--- Data for this exercise ---
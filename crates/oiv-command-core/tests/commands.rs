use oiv_command_core::{
    Append, ArchiveContainer, Condition, Content, Defragment, FileMode, FileOp, OperationKind,
    Position, Render, TextContainer, TextMode, TextOp, TextParams, ValidationError, XmlContainer,
    XmlMode, XmlOp, XmlParams,
};
use pretty_assertions::assert_eq;

fn text_params(
    position: Option<Position>,
    line: Option<&str>,
    condition: Option<Condition>,
) -> TextParams {
    TextParams {
        position,
        line: line.map(str::to_string),
        condition,
    }
}

fn missing(err: ValidationError) -> &'static str {
    match err {
        ValidationError::MissingRequiredField { field, .. } => field,
        other => panic!("expected MissingRequiredField, got {other:?}"),
    }
}

fn forbidden(err: ValidationError) -> &'static str {
    match err {
        ValidationError::ForbiddenFieldPresent { field, .. } => field,
        other => panic!("expected ForbiddenFieldPresent, got {other:?}"),
    }
}

#[test]
fn file_add_renders_source_attribute() {
    let op = FileOp::new(FileMode::Add, "a.txt", Some("b.txt".into())).unwrap();
    assert_eq!(op.markup(), r#"<add source="b.txt">a.txt</add>"#);
}

#[test]
fn file_add_without_source_is_rejected() {
    let err = FileOp::new(FileMode::Add, "a.txt", None).unwrap_err();
    assert_eq!(
        err,
        ValidationError::MissingRequiredField {
            kind: OperationKind::File,
            mode: "add",
            field: "source",
        }
    );
}

#[test]
fn file_delete_rejects_source() {
    let err = FileOp::new(FileMode::Delete, "a.txt", Some("b.txt".into())).unwrap_err();
    assert_eq!(forbidden(err), "source");
    assert_eq!(FileOp::delete("a.txt").markup(), "<delete>a.txt</delete>");
}

#[test]
fn defragment_self_closes() {
    assert_eq!(
        Defragment::new("update/update.rpf").markup(),
        r#"<defragmentation archive="update/update.rpf"/>"#
    );
}

#[test]
fn text_insert_renders_all_attributes_in_order() {
    let op = TextOp::new(
        TextMode::Insert,
        "x",
        text_params(Some(Position::Before), Some("3"), Some(Condition::Equal)),
    )
    .unwrap();
    assert_eq!(
        op.markup(),
        r#"<insert where="Before" line="3" condition="Equal">x</insert>"#
    );
}

#[test]
fn text_modes_render_only_permitted_attributes() {
    assert_eq!(TextOp::add("y").markup(), "<add>y</add>");
    assert_eq!(
        TextOp::replace("new", "old", Condition::StartsWith)
            .unwrap()
            .markup(),
        r#"<replace line="old" condition="StartsWith">new</replace>"#
    );
    assert_eq!(
        TextOp::delete("gone", Condition::Mask).markup(),
        r#"<delete condition="Mask">gone</delete>"#
    );
}

#[test]
fn text_add_forbids_every_optional_field() {
    let cases = [
        (text_params(Some(Position::After), None, None), "where"),
        (text_params(None, Some("1"), None), "line"),
        (text_params(None, None, Some(Condition::Equal)), "condition"),
    ];
    for (params, field) in cases {
        let err = TextOp::new(TextMode::Add, "x", params).unwrap_err();
        assert_eq!(forbidden(err), field);
    }
}

#[test]
fn text_insert_requires_every_optional_field() {
    let cases = [
        (text_params(None, Some("1"), Some(Condition::Equal)), "where"),
        (text_params(Some(Position::After), None, Some(Condition::Equal)), "line"),
        (text_params(Some(Position::After), Some("1"), None), "condition"),
    ];
    for (params, field) in cases {
        let err = TextOp::new(TextMode::Insert, "x", params).unwrap_err();
        assert_eq!(missing(err), field);
    }
}

#[test]
fn text_replace_and_delete_follow_their_rows() {
    let err = TextOp::new(
        TextMode::Replace,
        "x",
        text_params(Some(Position::After), Some("1"), Some(Condition::Equal)),
    )
    .unwrap_err();
    assert_eq!(forbidden(err), "where");

    let err = TextOp::new(TextMode::Replace, "x", text_params(None, None, Some(Condition::Equal)))
        .unwrap_err();
    assert_eq!(missing(err), "line");

    let err = TextOp::new(TextMode::Delete, "x", text_params(None, None, None)).unwrap_err();
    assert_eq!(missing(err), "condition");

    let err = TextOp::new(
        TextMode::Delete,
        "x",
        text_params(None, Some("1"), Some(Condition::Equal)),
    )
    .unwrap_err();
    assert_eq!(forbidden(err), "line");
}

#[test]
fn text_rows_reject_remaining_combinations() {
    let cases = [
        (
            TextMode::Delete,
            text_params(Some(Position::Before), None, Some(Condition::Equal)),
            ValidationError::ForbiddenFieldPresent {
                kind: OperationKind::Text,
                mode: "delete",
                field: "where",
            },
        ),
        (
            TextMode::Insert,
            text_params(Some(Position::After), Some(""), Some(Condition::Equal)),
            ValidationError::MissingRequiredField {
                kind: OperationKind::Text,
                mode: "insert",
                field: "line",
            },
        ),
        (
            TextMode::Replace,
            text_params(None, Some(""), Some(Condition::Mask)),
            ValidationError::MissingRequiredField {
                kind: OperationKind::Text,
                mode: "replace",
                field: "line",
            },
        ),
    ];
    for (mode, params, expected) in cases {
        assert_eq!(TextOp::new(mode, "x", params).unwrap_err(), expected);
    }
}

#[test]
fn xml_remove_renders_self_closed_tag() {
    let op = XmlOp::new(XmlMode::Remove, "/a/b", XmlParams::default()).unwrap();
    assert_eq!(op.markup(), r#"<remove xpath="/a/b"/>"#);
}

#[test]
fn xml_add_wraps_node_with_attributes() {
    let op = XmlOp::new(
        XmlMode::Add,
        "/CVehicleModelInfo__InitDataList/InitDatas",
        XmlParams {
            append: Some(Append::Last),
            node_value: Some("adder".into()),
            node_tag: None,
            node_attrs: vec![
                ("type".into(), "car".into()),
                ("dlc".into(), "base".into()),
            ],
        },
    )
    .unwrap();
    assert_eq!(
        op.markup(),
        r#"<add xpath="/CVehicleModelInfo__InitDataList/InitDatas" append="Last"><Item type="car" dlc="base">adder</Item></add>"#
    );
}

#[test]
fn xml_replace_uses_custom_tag() {
    let op = XmlOp::new(
        XmlMode::Replace,
        "/root/value",
        XmlParams {
            node_value: Some("42".into()),
            node_tag: Some("value".into()),
            ..XmlParams::default()
        },
    )
    .unwrap();
    assert_eq!(
        op.markup(),
        r#"<replace xpath="/root/value"><value>42</value></replace>"#
    );
}

#[test]
fn xml_mode_rules_are_enforced() {
    let err = XmlOp::new(
        XmlMode::Add,
        "/a",
        XmlParams {
            node_value: Some("v".into()),
            ..XmlParams::default()
        },
    )
    .unwrap_err();
    assert_eq!(missing(err), "append");

    let err = XmlOp::new(
        XmlMode::Replace,
        "/a",
        XmlParams {
            append: Some(Append::First),
            node_value: Some("v".into()),
            ..XmlParams::default()
        },
    )
    .unwrap_err();
    assert_eq!(forbidden(err), "append");

    let err = XmlOp::new(XmlMode::Replace, "/a", XmlParams::default()).unwrap_err();
    assert_eq!(missing(err), "node_value");

    let err = XmlOp::new(
        XmlMode::Remove,
        "/a",
        XmlParams {
            node_attrs: vec![("k".into(), "v".into())],
            ..XmlParams::default()
        },
    )
    .unwrap_err();
    assert_eq!(forbidden(err), "node_attrs");

    let err = XmlOp::new(
        XmlMode::Remove,
        "/a",
        XmlParams {
            node_tag: Some("Entry".into()),
            ..XmlParams::default()
        },
    )
    .unwrap_err();
    assert_eq!(forbidden(err), "node_tag");
}

#[test]
fn xml_rows_reject_remaining_combinations() {
    let cases = [
        (
            XmlMode::Remove,
            XmlParams {
                append: Some(Append::Before),
                ..XmlParams::default()
            },
            ValidationError::ForbiddenFieldPresent {
                kind: OperationKind::Xml,
                mode: "remove",
                field: "append",
            },
        ),
        (
            XmlMode::Remove,
            XmlParams {
                node_value: Some("v".into()),
                ..XmlParams::default()
            },
            ValidationError::ForbiddenFieldPresent {
                kind: OperationKind::Xml,
                mode: "remove",
                field: "node_value",
            },
        ),
        (
            XmlMode::Add,
            XmlParams {
                append: Some(Append::Last),
                ..XmlParams::default()
            },
            ValidationError::MissingRequiredField {
                kind: OperationKind::Xml,
                mode: "add",
                field: "node_value",
            },
        ),
        (
            XmlMode::Add,
            XmlParams {
                append: Some(Append::First),
                node_value: Some(String::new()),
                ..XmlParams::default()
            },
            ValidationError::MissingRequiredField {
                kind: OperationKind::Xml,
                mode: "add",
                field: "node_value",
            },
        ),
    ];
    for (mode, params, expected) in cases {
        assert_eq!(XmlOp::new(mode, "/a", params).unwrap_err(), expected);
    }
}

#[test]
fn content_wraps_leaves_and_containers() {
    let content = Content::new([
        Defragment::new("p").into(),
        TextContainer::new("t", true, [TextOp::add("y")]).into(),
    ]);
    assert_eq!(
        content.result(),
        r#"<content><defragmentation archive="p"/><text path="t" createIfNotExist="true"><add>y</add></text></content>"#
    );
}

#[test]
fn nested_archives_render_innermost_first() {
    let inner = ArchiveContainer::new(
        "dlc.rpf",
        false,
        [FileOp::add("a.ytd", "content/a.ytd").unwrap().into()],
    );
    let outer = ArchiveContainer::new("update.rpf", true, [inner.into()]);
    let content = Content::new([outer.into()]);

    assert_eq!(
        content.result(),
        concat!(
            "<content>",
            r#"<archive path="update.rpf" createIfNotExist="true" type="RPF7">"#,
            r#"<archive path="dlc.rpf" createIfNotExist="false" type="RPF7">"#,
            r#"<add source="content/a.ytd">a.ytd</add>"#,
            "</archive>",
            "</archive>",
            "</content>",
        )
    );
}

#[test]
fn container_output_follows_child_order() {
    let a = XmlOp::remove("/a");
    let b = XmlOp::remove("/b");
    let c = XmlOp::remove("/c");

    let forward = XmlContainer::new("f.xml", [a.clone(), b.clone(), c.clone()]);
    let backward = XmlContainer::new("f.xml", [c.clone(), b.clone(), a.clone()]);

    let body = |ops: &[&XmlOp]| ops.iter().map(|op| op.markup()).collect::<String>();
    assert_eq!(
        forward.markup(),
        format!(r#"<xml path="f.xml">{}</xml>"#, body(&[&a, &b, &c]))
    );
    assert_eq!(
        backward.markup(),
        format!(r#"<xml path="f.xml">{}</xml>"#, body(&[&c, &b, &a]))
    );
}

#[test]
fn rendering_is_repeatable() {
    let content = Content::new([
        ArchiveContainer::new(
            "x.rpf",
            false,
            [
                XmlContainer::new("common/data/a.xml", [XmlOp::remove("/a")]).into(),
                TextContainer::new("b.txt", false, [TextOp::add("z")]).into(),
            ],
        )
        .into(),
    ]);
    let first = content.result().to_string();
    let cloned = content.clone();
    assert_eq!(first, content.to_string());
    assert_eq!(first, cloned.result());
}
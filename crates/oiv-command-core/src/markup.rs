//! Minimal tag writer for the assembly markup dialect.
//!
//! Attribute values and text are written verbatim. Callers that need quotes,
//! ampersands or angle brackets in a value must escape them beforehand.

/// Anything that has a rendered markup fragment.
pub trait Render {
    fn markup(&self) -> &str;
}

pub(crate) fn push_open<'a>(
    out: &mut String,
    name: &str,
    attrs: impl IntoIterator<Item = (&'a str, &'a str)>,
) {
    out.push('<');
    out.push_str(name);
    push_attrs(out, attrs);
    out.push('>');
}

pub(crate) fn push_close(out: &mut String, name: &str) {
    out.push_str("</");
    out.push_str(name);
    out.push('>');
}

pub(crate) fn push_empty<'a>(
    out: &mut String,
    name: &str,
    attrs: impl IntoIterator<Item = (&'a str, &'a str)>,
) {
    out.push('<');
    out.push_str(name);
    push_attrs(out, attrs);
    out.push_str("/>");
}

/// `<name attrs>text</name>`
pub(crate) fn element<'a>(
    name: &str,
    attrs: impl IntoIterator<Item = (&'a str, &'a str)>,
    text: &str,
) -> String {
    let mut out = String::with_capacity(name.len() * 2 + text.len() + 5);
    push_open(&mut out, name, attrs);
    out.push_str(text);
    push_close(&mut out, name);
    out
}

/// Wraps the concatenated markup of `children`, in order, inside `name`.
pub(crate) fn wrap<'a, 'c, R: Render + 'c>(
    name: &str,
    attrs: impl IntoIterator<Item = (&'a str, &'a str)>,
    children: impl IntoIterator<Item = &'c R>,
) -> String {
    let mut out = String::new();
    push_open(&mut out, name, attrs);
    for child in children {
        out.push_str(child.markup());
    }
    push_close(&mut out, name);
    out
}

pub(crate) fn bool_attr(value: bool) -> &'static str {
    if value {
        "true"
    } else {
        "false"
    }
}

fn push_attrs<'a>(out: &mut String, attrs: impl IntoIterator<Item = (&'a str, &'a str)>) {
    for (key, value) in attrs {
        out.push(' ');
        out.push_str(key);
        out.push_str("=\"");
        out.push_str(value);
        out.push('"');
    }
}
//! The closed [`Operation`] enum and the top-level [`Content`] list.

use std::fmt;

use crate::container::{ArchiveContainer, TextContainer, XmlContainer};
use crate::markup::{self, Render};
use crate::ops::{Defragment, FileOp, TextOp, XmlOp};

/// Any leaf or container operation.
#[derive(Clone, Debug, PartialEq, Eq)]
pub enum Operation {
    Defragment(Defragment),
    File(FileOp),
    Text(TextOp),
    Xml(XmlOp),
    Archive(ArchiveContainer),
    TextContainer(TextContainer),
    XmlContainer(XmlContainer),
}

impl Operation {
    pub fn is_container(&self) -> bool {
        matches!(
            self,
            Operation::Archive(_) | Operation::TextContainer(_) | Operation::XmlContainer(_)
        )
    }
}

impl Render for Operation {
    fn markup(&self) -> &str {
        match self {
            Operation::Defragment(op) => op.markup(),
            Operation::File(op) => op.markup(),
            Operation::Text(op) => op.markup(),
            Operation::Xml(op) => op.markup(),
            Operation::Archive(container) => container.markup(),
            Operation::TextContainer(container) => container.markup(),
            Operation::XmlContainer(container) => container.markup(),
        }
    }
}

impl fmt::Display for Operation {
    fn fmt(&self, f: &mut fmt::Formatter<'_>) -> fmt::Result {
        f.write_str(self.markup())
    }
}

impl From<Defragment> for Operation {
    fn from(op: Defragment) -> Self {
        Operation::Defragment(op)
    }
}

impl From<FileOp> for Operation {
    fn from(op: FileOp) -> Self {
        Operation::File(op)
    }
}

impl From<TextOp> for Operation {
    fn from(op: TextOp) -> Self {
        Operation::Text(op)
    }
}

impl From<XmlOp> for Operation {
    fn from(op: XmlOp) -> Self {
        Operation::Xml(op)
    }
}

impl From<ArchiveContainer> for Operation {
    fn from(container: ArchiveContainer) -> Self {
        Operation::Archive(container)
    }
}

impl From<TextContainer> for Operation {
    fn from(container: TextContainer) -> Self {
        Operation::TextContainer(container)
    }
}

impl From<XmlContainer> for Operation {
    fn from(container: XmlContainer) -> Self {
        Operation::XmlContainer(container)
    }
}

/// Top-level operation list of a package, rendered as one `<content>` element.
#[derive(Clone, Debug, PartialEq, Eq)]
pub struct Content {
    operations: Vec<Operation>,
    markup: String,
}

impl Content {
    pub fn new(operations: impl IntoIterator<Item = Operation>) -> Self {
        let operations: Vec<Operation> = operations.into_iter().collect();
        let markup = markup::wrap("content", None, &operations);
        Self { operations, markup }
    }

    pub fn operations(&self) -> &[Operation] {
        &self.operations
    }

    pub fn is_empty(&self) -> bool {
        self.operations.is_empty()
    }

    /// The rendered `<content>..</content>` element.
    pub fn result(&self) -> &str {
        &self.markup
    }
}

impl Render for Content {
    fn markup(&self) -> &str {
        &self.markup
    }
}

impl fmt::Display for Content {
    fn fmt(&self, f: &mut fmt::Formatter<'_>) -> fmt::Result {
        f.write_str(&self.markup)
    }
}

impl FromIterator<Operation> for Content {
    fn from_iter<I: IntoIterator<Item = Operation>>(iter: I) -> Self {
        Content::new(iter)
    }
}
---
• _Task brief_: Every line above that holds the string "TextMode" counts once. State how many such lines there are, as a number alone.

• _Completed task_: 11